**Brief**
Whenever the word "tokens" shows up in a line of the data, copy that line.

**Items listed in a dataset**
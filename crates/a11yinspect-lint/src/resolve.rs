//! Resolution of roles, accessible names and focusability.

use std::borrow::Cow;

use a11yinspect_ast::Attribute;
use a11yinspect_ast::AttributeValue;
use a11yinspect_ast::Element;
use a11yinspect_ast::Literal;
use a11yinspect_ast::NodeRef;

use crate::knowledge::aria;
use crate::knowledge::html;

/// The role of an element.
#[derive(Debug, Clone, Copy, PartialEq, Eq)]
pub struct ResolvedRole<'a> {
    /// The valid literal `role` attribute, if any.
    pub explicit: Option<&'a str>,
    /// The implicit role of the native element, if any.
    pub implicit: Option<&'static str>,
}

impl<'a> ResolvedRole<'a> {
    /// Gets the effective role: the explicit role if valid, else the implicit
    /// role.
    pub fn effective(&self) -> Option<&'a str> {
        self.explicit.or(self.implicit)
    }
}

/// Gets the literal string value of the `role` attribute, valid or not.
pub fn literal_role<'a>(element: &Element<'a>) -> Option<&'a str> {
    element.value("role").as_str()
}

/// Resolves the role of an element.
pub fn resolve_role<'a>(element: &Element<'a>) -> ResolvedRole<'a> {
    let explicit = literal_role(element).filter(|r| aria::is_role(r));
    let implicit = html::implicit_role(element.name(), element.value("type").as_str());
    ResolvedRole { explicit, implicit }
}

/// The source an accessible name was computed from.
#[derive(Debug, Clone, Copy, PartialEq, Eq)]
pub enum NameSource {
    /// The `aria-label` attribute.
    AriaLabel,
    /// The `aria-labelledby` attribute.
    AriaLabelledby,
    /// The element's text content.
    TextContent,
    /// The `alt` attribute.
    Alt,
    /// A `title` child element or attribute.
    Title,
    /// No source produced a name.
    None,
}

/// The accessible name of an element.
#[derive(Debug, Clone, PartialEq, Eq)]
pub struct AccessibleName<'a> {
    /// Where the name came from.
    pub source: NameSource,
    /// The name, when it is statically known.
    ///
    /// A name from a dynamic source is present but has no known value.
    pub value: Option<Cow<'a, str>>,
}

impl AccessibleName<'_> {
    /// The absent name.
    const NONE: Self = Self {
        source: NameSource::None,
        value: None,
    };

    /// Determines if the element has an accessible name.
    pub fn is_present(&self) -> bool {
        self.source != NameSource::None
    }
}

/// Resolves a non-blank attribute value to a name.
///
/// Dynamic values are names with an unknown value.
fn attribute_name<'a>(value: AttributeValue<'a>) -> Option<Option<Cow<'a, str>>> {
    match value {
        AttributeValue::Dynamic => Some(None),
        AttributeValue::Literal(literal) => {
            let text = literal.to_text();
            if text.trim().is_empty() {
                None
            } else {
                Some(Some(text))
            }
        }
        AttributeValue::Absent | AttributeValue::Bare => None,
    }
}

/// Computes the accessible name of an element.
///
/// The sources are tried in a fixed order and the first that produces a name
/// wins:
///
/// 1. a non-blank `aria-label`;
/// 2. an `aria-labelledby` with any value (the referenced ids are not
///    resolved);
/// 3. the element's native source: `alt` for images, text content for links,
///    buttons, headings and labels, a `title` child for `svg` and the `title`
///    attribute for `iframe`.
pub fn accessible_name<'a>(element: &Element<'a>) -> AccessibleName<'a> {
    if let Some(value) = attribute_name(element.value("aria-label")) {
        return AccessibleName {
            source: NameSource::AriaLabel,
            value,
        };
    }

    let labelledby = element.value("aria-labelledby");
    if labelledby.has_value() {
        return AccessibleName {
            source: NameSource::AriaLabelledby,
            value: labelledby.literal().map(|l| l.to_text()),
        };
    }

    let name = element.name();
    let is_image_input = name == "input" && element.value("type").as_str() == Some("image");
    if matches!(name, "img" | "area") || is_image_input {
        return match attribute_name(element.value("alt")) {
            Some(value) => AccessibleName {
                source: NameSource::Alt,
                value,
            },
            None => AccessibleName::NONE,
        };
    }

    if matches!(name, "a" | "button" | "label") || html::heading_level(name).is_some() {
        let text = element.text();
        if text.is_empty() {
            return AccessibleName::NONE;
        }

        return AccessibleName {
            source: NameSource::TextContent,
            value: text.exact().map(|t| Cow::Owned(t.to_string())),
        };
    }

    if name == "svg" {
        let title = element.child_elements().find(|c| c.is("title"));
        return match title.map(|t| t.text()) {
            Some(text) if !text.is_empty() => AccessibleName {
                source: NameSource::Title,
                value: text.exact().map(|t| Cow::Owned(t.to_string())),
            },
            _ => AccessibleName::NONE,
        };
    }

    if name == "iframe" {
        if let Some(value) = attribute_name(element.value("title")) {
            return AccessibleName {
                source: NameSource::Title,
                value,
            };
        }
    }

    AccessibleName::NONE
}

/// Determines if an element is labelled through `aria-label` or
/// `aria-labelledby`.
pub fn has_label(element: &Element<'_>) -> bool {
    matches!(
        accessible_name(element).source,
        NameSource::AriaLabel | NameSource::AriaLabelledby
    )
}

/// Determines if an element is hidden with a literal `aria-hidden="true"`.
pub fn is_hidden(element: &Element<'_>) -> bool {
    element.value("aria-hidden").is_true()
}

/// Determines if an element is marked as decorative.
///
/// Decorative elements have a literal `presentation` or `none` role or are
/// hidden from assistive technology.
pub fn is_decorative(element: &Element<'_>) -> bool {
    matches!(literal_role(element), Some("presentation" | "none")) || is_hidden(element)
}

/// Determines if an element that must be named lacks an `aria-label` or
/// `aria-labelledby`.
///
/// Decorative elements are never required to have a name.
pub fn missing_label(element: &Element<'_>) -> bool {
    !is_decorative(element) && !has_label(element)
}

/// Gets the `tabIndex` attribute of an element, falling back to `tabindex`.
pub fn tab_index<'a>(element: &Element<'a>) -> Option<Attribute<'a>> {
    element
        .attribute("tabIndex")
        .or_else(|| element.attribute("tabindex"))
}

/// Determines if an element has any content: non-blank text, a child
/// element or an expression.
pub fn has_content(element: &Element<'_>) -> bool {
    element.children().any(|child| match child {
        NodeRef::Text(text) => !text.trim().is_empty(),
        NodeRef::Element(_) | NodeRef::Expression(_) => true,
    })
}

/// Determines if an element is focusable.
///
/// Natively focusable elements always are; any other element is focusable
/// when it carries a tab index, whatever its value.
pub fn is_focusable(element: &Element<'_>) -> bool {
    element.is_any(html::NATIVE_FOCUSABLE) || tab_index(element).is_some()
}

/// Determines if an attribute has a literal value outside a set of tokens.
///
/// Booleans compare as `true` and `false`. A `null` literal, a bare attribute
/// and a dynamic value are never outside the set.
pub fn is_invalid_token(value: AttributeValue<'_>, tokens: &[&str]) -> bool {
    match value.literal() {
        Some(Literal::Null) | None => false,
        Some(literal) => !tokens.contains(&literal.to_string().as_str()),
    }
}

**Task solution**
/// Determines if an attribute has a literal value outside a set of tokens.
pub fn is_invalid_token(value: AttributeValue<'_>, tokens: &[&str]) -> bool {
        Some(literal) => !tokens.contains(&literal.to_string().as_str()),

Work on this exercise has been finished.